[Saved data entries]
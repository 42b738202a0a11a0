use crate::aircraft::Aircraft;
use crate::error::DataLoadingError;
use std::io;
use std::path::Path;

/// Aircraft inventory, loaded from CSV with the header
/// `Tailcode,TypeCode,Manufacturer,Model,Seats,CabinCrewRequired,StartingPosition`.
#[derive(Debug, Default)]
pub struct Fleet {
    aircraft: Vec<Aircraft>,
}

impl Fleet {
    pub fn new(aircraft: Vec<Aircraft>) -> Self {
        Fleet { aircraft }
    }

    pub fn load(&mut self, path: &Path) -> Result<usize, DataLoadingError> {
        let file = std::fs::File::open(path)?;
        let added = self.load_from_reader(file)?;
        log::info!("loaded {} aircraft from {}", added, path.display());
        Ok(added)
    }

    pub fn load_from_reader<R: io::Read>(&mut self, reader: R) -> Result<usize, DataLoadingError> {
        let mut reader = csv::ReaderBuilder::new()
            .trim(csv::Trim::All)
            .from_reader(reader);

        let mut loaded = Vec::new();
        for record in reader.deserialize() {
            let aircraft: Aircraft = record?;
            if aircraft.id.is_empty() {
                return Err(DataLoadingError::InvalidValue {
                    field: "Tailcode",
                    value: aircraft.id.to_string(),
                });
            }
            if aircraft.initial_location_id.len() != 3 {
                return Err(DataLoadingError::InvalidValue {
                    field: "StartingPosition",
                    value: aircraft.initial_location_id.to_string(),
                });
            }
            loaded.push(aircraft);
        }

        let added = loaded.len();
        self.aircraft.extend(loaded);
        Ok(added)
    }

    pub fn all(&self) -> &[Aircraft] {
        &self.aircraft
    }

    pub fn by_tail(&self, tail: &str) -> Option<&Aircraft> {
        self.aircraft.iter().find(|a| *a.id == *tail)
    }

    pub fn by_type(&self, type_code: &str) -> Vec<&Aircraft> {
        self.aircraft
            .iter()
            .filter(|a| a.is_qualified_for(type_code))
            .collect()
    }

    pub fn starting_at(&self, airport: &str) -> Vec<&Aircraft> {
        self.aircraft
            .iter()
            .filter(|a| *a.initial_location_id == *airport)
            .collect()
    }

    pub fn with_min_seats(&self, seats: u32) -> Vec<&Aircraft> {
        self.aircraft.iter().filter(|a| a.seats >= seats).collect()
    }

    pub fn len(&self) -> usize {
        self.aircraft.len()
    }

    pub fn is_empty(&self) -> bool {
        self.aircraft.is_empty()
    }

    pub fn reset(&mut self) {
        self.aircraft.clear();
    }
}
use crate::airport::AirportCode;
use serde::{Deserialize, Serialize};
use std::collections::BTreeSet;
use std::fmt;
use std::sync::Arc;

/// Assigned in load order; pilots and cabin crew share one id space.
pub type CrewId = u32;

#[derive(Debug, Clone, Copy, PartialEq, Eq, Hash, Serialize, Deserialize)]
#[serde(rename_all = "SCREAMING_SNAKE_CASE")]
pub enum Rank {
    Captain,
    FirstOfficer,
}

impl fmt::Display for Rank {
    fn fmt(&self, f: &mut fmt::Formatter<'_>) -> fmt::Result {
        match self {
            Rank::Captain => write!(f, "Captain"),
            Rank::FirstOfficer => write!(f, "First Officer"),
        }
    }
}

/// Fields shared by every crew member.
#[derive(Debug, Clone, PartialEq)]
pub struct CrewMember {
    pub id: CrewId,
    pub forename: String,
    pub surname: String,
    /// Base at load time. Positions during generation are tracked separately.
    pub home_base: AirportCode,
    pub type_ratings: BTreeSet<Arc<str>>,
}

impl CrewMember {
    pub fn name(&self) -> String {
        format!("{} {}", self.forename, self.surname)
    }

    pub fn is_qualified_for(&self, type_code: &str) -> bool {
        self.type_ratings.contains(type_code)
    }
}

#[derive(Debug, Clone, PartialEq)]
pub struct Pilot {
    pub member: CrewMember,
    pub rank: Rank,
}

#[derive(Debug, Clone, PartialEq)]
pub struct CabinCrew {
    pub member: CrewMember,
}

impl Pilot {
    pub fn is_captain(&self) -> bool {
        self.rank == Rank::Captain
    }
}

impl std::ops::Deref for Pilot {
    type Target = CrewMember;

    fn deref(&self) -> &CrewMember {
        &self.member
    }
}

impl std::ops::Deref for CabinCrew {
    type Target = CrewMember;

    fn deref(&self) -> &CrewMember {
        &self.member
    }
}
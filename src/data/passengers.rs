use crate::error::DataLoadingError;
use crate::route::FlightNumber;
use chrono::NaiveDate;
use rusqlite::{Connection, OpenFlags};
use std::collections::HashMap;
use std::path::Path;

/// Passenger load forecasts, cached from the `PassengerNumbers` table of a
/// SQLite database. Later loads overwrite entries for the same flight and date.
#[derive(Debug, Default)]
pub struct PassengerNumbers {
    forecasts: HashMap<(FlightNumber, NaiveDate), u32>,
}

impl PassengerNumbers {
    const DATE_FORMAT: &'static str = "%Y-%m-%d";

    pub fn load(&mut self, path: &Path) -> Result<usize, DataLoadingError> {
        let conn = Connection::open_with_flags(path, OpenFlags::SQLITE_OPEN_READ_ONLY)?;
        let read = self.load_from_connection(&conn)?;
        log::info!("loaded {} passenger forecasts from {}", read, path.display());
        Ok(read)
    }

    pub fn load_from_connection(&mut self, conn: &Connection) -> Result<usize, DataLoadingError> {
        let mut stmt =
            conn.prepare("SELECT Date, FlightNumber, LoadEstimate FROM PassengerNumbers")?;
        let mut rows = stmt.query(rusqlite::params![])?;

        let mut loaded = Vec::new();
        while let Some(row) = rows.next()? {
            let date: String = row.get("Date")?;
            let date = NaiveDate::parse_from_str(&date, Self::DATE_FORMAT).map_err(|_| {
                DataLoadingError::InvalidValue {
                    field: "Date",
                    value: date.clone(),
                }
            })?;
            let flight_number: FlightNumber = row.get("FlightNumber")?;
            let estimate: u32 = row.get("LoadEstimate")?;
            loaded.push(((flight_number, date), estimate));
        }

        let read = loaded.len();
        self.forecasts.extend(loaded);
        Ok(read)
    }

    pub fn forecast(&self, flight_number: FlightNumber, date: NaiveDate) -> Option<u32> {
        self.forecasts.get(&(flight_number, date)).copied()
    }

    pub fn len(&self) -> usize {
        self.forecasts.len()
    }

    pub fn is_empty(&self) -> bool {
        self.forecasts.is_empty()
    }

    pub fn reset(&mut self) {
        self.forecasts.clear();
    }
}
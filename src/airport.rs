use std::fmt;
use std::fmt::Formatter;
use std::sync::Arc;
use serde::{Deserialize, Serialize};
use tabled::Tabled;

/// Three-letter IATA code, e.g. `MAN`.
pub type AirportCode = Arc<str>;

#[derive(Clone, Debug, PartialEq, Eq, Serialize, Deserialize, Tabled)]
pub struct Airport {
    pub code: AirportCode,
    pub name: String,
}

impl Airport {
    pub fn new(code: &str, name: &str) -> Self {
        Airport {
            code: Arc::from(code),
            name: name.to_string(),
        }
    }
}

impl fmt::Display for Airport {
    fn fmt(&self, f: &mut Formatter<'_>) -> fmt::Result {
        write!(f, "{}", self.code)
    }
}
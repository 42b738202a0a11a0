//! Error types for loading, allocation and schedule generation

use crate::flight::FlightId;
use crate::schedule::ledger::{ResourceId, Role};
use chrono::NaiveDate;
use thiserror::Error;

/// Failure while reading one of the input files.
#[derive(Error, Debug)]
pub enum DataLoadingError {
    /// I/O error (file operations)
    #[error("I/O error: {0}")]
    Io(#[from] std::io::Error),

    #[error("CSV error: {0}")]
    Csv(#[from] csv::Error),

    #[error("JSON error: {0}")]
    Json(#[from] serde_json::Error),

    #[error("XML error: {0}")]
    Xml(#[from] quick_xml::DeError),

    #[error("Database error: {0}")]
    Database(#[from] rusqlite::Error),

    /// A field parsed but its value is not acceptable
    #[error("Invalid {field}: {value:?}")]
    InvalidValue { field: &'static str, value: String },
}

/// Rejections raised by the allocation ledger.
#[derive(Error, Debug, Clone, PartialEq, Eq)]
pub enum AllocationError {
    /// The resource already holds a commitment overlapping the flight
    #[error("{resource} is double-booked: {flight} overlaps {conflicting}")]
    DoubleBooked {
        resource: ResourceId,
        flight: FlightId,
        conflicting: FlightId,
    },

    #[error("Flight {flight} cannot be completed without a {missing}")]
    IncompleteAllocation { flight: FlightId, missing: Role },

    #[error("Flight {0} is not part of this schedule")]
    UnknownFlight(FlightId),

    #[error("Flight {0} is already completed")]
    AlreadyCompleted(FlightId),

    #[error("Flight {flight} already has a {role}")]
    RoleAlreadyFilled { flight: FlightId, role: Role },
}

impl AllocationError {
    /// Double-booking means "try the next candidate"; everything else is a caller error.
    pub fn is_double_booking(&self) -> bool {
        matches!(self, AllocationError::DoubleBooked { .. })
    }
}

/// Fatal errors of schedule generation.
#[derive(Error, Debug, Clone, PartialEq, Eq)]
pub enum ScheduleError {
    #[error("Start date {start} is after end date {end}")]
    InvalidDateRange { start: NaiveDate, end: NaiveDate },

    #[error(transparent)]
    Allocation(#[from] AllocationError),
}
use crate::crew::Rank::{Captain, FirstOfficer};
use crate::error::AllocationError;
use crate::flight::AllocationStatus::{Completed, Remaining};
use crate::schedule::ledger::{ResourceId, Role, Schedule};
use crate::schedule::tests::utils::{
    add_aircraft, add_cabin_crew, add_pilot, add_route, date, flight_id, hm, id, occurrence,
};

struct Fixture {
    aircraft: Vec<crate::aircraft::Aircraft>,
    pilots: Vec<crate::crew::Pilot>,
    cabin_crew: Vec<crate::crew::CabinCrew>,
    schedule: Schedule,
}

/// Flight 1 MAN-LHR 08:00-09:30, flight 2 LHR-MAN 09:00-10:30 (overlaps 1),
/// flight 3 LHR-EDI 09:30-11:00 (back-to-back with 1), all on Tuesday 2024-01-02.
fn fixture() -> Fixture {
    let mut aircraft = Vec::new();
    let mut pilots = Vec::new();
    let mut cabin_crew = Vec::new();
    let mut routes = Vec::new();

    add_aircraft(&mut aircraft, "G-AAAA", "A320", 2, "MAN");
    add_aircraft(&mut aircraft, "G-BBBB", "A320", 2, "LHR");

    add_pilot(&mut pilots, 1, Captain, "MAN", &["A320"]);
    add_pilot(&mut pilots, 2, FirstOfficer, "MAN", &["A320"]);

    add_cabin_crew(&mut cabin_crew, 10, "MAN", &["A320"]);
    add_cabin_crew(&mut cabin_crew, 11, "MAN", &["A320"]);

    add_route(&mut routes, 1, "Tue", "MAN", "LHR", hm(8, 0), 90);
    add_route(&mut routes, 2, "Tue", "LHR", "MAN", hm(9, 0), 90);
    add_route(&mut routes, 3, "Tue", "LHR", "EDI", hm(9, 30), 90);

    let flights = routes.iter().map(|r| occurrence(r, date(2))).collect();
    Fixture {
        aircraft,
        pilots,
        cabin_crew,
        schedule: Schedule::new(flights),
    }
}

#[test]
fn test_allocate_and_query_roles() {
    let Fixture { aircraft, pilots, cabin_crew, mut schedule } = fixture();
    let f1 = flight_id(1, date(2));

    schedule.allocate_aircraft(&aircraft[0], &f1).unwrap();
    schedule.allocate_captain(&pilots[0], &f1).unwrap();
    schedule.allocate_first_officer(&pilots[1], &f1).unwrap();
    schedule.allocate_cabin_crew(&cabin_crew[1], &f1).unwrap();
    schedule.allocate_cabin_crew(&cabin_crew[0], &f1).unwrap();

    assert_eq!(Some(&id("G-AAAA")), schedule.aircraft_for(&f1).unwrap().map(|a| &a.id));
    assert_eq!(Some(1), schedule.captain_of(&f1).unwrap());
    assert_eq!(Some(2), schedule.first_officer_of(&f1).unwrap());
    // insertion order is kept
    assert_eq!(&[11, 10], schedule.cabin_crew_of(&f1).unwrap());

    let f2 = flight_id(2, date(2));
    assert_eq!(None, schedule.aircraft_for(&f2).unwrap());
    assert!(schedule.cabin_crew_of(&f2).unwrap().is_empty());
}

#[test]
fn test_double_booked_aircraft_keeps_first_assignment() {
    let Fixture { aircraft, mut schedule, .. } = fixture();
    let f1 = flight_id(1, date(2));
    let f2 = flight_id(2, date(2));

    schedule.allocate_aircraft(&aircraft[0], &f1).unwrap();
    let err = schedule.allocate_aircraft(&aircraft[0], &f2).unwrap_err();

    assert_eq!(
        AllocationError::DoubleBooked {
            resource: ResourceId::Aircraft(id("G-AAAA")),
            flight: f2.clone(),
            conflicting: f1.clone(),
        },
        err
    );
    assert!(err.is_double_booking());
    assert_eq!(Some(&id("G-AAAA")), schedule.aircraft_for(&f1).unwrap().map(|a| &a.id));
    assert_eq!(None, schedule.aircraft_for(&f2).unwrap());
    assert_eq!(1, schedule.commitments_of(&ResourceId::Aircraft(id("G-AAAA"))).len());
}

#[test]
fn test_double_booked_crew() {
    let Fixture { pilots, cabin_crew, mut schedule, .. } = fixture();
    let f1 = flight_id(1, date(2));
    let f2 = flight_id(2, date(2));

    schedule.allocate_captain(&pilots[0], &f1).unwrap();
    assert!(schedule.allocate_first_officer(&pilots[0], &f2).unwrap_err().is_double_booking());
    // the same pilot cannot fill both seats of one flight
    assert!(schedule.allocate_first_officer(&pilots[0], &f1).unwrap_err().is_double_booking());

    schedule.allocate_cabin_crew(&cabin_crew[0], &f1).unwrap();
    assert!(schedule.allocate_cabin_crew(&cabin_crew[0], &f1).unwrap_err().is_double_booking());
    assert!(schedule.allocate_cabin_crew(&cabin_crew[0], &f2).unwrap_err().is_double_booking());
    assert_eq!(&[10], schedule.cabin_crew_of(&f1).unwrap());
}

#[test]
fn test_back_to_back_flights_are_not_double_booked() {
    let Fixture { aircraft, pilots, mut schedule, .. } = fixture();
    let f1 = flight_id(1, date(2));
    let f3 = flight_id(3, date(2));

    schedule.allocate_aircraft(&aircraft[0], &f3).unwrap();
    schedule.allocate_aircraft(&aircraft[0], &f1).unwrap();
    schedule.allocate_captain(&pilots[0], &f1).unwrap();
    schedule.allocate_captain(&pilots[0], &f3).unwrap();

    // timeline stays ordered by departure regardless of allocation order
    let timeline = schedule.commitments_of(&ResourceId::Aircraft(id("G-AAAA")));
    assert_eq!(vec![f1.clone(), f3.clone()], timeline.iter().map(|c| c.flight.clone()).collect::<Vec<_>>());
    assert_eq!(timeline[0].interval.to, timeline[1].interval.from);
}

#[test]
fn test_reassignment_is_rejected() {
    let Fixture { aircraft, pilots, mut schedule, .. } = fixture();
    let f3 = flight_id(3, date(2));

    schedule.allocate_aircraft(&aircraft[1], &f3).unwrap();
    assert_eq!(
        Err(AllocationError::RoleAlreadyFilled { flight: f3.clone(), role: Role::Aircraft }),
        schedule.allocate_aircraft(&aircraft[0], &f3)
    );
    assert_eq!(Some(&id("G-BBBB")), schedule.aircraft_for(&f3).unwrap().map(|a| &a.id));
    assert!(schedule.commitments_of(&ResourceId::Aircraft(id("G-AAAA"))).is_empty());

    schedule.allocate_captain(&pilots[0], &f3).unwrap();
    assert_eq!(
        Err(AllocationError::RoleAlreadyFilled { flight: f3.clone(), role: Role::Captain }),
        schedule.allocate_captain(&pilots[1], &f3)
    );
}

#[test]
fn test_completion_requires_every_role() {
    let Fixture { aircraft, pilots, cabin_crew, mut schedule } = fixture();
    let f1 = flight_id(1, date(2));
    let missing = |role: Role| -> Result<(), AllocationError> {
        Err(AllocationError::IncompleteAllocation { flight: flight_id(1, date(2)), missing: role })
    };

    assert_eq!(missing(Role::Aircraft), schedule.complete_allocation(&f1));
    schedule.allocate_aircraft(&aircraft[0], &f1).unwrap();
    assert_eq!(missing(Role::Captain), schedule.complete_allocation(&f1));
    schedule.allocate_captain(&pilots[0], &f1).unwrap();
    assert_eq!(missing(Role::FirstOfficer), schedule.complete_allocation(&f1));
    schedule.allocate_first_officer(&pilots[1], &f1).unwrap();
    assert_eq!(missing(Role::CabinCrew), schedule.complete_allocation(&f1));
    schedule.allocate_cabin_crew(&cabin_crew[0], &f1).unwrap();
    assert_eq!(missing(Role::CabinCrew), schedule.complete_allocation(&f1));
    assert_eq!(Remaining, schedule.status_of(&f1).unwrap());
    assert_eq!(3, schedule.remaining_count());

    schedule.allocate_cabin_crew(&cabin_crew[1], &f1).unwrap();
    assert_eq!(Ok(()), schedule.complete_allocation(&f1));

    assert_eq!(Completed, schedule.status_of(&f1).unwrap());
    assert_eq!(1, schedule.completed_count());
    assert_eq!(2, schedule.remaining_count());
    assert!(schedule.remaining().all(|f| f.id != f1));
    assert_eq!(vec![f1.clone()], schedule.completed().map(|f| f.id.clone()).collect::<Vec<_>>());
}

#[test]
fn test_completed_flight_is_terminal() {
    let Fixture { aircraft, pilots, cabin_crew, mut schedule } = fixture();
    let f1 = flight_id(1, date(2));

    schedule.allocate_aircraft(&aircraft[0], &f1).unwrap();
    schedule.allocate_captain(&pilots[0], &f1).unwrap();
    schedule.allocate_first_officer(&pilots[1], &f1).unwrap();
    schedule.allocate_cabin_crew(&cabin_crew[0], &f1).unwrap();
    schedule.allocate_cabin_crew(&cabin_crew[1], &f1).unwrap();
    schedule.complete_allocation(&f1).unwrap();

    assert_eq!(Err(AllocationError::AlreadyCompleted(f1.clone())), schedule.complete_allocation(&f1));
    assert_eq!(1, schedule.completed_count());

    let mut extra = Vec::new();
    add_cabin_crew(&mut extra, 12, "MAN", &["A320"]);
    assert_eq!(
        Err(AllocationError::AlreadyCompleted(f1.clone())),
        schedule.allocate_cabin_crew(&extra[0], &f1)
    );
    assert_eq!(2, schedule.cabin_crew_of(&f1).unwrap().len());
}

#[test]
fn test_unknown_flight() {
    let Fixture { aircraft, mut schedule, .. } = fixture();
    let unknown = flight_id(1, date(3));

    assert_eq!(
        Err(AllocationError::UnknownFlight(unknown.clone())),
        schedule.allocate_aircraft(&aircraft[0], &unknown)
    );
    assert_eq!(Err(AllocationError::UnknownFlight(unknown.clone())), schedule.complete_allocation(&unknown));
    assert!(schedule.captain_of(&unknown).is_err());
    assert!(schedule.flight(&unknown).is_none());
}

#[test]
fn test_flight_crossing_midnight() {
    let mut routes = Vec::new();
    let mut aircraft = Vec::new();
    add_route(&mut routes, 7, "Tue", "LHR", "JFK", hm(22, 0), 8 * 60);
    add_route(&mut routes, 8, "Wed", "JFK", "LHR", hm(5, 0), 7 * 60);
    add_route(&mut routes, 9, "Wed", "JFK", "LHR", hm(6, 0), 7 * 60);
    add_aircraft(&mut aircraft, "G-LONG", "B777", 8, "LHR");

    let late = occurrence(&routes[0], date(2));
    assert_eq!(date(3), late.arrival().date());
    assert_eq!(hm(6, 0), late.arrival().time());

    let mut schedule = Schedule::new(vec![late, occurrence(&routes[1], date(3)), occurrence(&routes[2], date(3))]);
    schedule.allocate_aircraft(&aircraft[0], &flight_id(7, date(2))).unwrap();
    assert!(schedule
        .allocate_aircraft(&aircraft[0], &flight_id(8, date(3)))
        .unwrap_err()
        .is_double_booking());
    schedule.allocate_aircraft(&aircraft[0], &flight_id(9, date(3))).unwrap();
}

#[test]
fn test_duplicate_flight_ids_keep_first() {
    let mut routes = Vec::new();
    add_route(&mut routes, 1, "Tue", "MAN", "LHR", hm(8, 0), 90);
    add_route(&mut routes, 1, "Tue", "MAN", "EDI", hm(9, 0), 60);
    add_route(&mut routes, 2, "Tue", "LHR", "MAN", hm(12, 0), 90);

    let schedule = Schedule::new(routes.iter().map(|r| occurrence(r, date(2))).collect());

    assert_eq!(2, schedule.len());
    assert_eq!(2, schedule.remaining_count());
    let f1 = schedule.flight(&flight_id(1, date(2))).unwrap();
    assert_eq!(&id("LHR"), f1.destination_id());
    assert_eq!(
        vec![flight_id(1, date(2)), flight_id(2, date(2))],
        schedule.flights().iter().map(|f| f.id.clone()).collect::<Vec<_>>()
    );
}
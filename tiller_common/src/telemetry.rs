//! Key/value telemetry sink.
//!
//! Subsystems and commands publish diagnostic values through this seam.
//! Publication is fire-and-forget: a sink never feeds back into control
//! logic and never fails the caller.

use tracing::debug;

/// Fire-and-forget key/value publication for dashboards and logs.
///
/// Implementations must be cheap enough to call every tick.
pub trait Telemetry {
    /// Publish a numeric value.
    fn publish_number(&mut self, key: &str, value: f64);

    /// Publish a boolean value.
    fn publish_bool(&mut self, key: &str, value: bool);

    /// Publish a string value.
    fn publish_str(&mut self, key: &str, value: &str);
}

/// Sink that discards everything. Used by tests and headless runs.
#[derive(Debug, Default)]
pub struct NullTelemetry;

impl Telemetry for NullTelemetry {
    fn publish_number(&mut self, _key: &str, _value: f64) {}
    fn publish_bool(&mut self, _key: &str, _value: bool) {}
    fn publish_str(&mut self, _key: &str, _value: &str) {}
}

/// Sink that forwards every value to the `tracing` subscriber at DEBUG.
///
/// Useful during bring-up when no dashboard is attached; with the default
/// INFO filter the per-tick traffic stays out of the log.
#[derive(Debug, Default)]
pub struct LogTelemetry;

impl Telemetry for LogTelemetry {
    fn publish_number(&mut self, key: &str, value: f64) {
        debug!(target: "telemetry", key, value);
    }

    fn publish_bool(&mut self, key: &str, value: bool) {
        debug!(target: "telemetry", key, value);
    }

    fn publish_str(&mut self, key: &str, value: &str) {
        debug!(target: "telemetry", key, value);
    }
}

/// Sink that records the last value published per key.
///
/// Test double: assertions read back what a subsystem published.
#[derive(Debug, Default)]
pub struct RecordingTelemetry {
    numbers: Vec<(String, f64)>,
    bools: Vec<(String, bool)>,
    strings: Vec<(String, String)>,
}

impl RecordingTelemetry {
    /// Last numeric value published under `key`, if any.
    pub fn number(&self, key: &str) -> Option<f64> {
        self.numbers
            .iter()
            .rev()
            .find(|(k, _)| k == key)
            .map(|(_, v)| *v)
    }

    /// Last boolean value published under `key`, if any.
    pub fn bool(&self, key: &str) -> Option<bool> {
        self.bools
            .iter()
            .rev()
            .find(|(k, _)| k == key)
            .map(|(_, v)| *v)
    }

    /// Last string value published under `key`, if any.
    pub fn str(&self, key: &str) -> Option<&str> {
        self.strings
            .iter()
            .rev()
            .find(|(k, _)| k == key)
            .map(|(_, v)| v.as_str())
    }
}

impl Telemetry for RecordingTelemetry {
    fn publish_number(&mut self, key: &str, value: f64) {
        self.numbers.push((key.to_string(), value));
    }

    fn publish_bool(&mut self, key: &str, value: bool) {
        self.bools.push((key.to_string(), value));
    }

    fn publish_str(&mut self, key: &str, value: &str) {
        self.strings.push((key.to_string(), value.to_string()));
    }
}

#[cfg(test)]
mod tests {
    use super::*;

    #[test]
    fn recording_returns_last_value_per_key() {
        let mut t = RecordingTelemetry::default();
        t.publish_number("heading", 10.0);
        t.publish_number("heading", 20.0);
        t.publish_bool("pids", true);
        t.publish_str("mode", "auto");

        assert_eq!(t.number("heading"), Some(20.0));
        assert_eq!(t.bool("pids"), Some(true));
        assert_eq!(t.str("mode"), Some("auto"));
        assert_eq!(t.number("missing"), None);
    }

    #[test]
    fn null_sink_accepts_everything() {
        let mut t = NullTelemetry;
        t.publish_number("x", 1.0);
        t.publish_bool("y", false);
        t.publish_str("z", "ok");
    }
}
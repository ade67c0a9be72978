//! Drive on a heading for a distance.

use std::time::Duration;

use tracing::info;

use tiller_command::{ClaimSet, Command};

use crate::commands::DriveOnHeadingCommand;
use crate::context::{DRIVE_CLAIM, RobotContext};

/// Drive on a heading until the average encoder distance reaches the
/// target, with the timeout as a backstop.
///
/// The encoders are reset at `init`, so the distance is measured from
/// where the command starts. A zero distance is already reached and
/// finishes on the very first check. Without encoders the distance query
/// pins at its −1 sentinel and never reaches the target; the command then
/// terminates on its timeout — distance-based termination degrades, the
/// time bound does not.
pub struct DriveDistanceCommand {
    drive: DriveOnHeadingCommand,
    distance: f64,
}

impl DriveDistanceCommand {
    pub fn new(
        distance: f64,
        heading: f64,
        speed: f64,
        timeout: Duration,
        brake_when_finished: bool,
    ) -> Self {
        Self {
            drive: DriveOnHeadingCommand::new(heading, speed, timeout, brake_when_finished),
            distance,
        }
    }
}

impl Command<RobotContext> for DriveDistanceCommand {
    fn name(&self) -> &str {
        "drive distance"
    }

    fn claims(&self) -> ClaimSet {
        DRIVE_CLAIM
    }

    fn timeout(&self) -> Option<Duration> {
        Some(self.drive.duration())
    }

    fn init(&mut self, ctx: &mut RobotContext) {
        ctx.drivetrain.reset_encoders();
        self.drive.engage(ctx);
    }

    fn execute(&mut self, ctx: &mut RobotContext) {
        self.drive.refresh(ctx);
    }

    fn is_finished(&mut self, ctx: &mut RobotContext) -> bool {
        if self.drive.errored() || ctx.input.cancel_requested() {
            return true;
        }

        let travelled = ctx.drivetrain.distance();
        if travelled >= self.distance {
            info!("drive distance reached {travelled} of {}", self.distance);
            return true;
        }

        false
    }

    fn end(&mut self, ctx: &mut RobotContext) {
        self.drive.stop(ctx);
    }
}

### PROBLEM STATEMENT
Report each line above containing the string "StartingPosition".

### ANSWER BOX
/// `Tailcode,TypeCode,Manufacturer,Model,Seats,CabinCrewRequired,StartingPosition`.
                    field: "StartingPosition",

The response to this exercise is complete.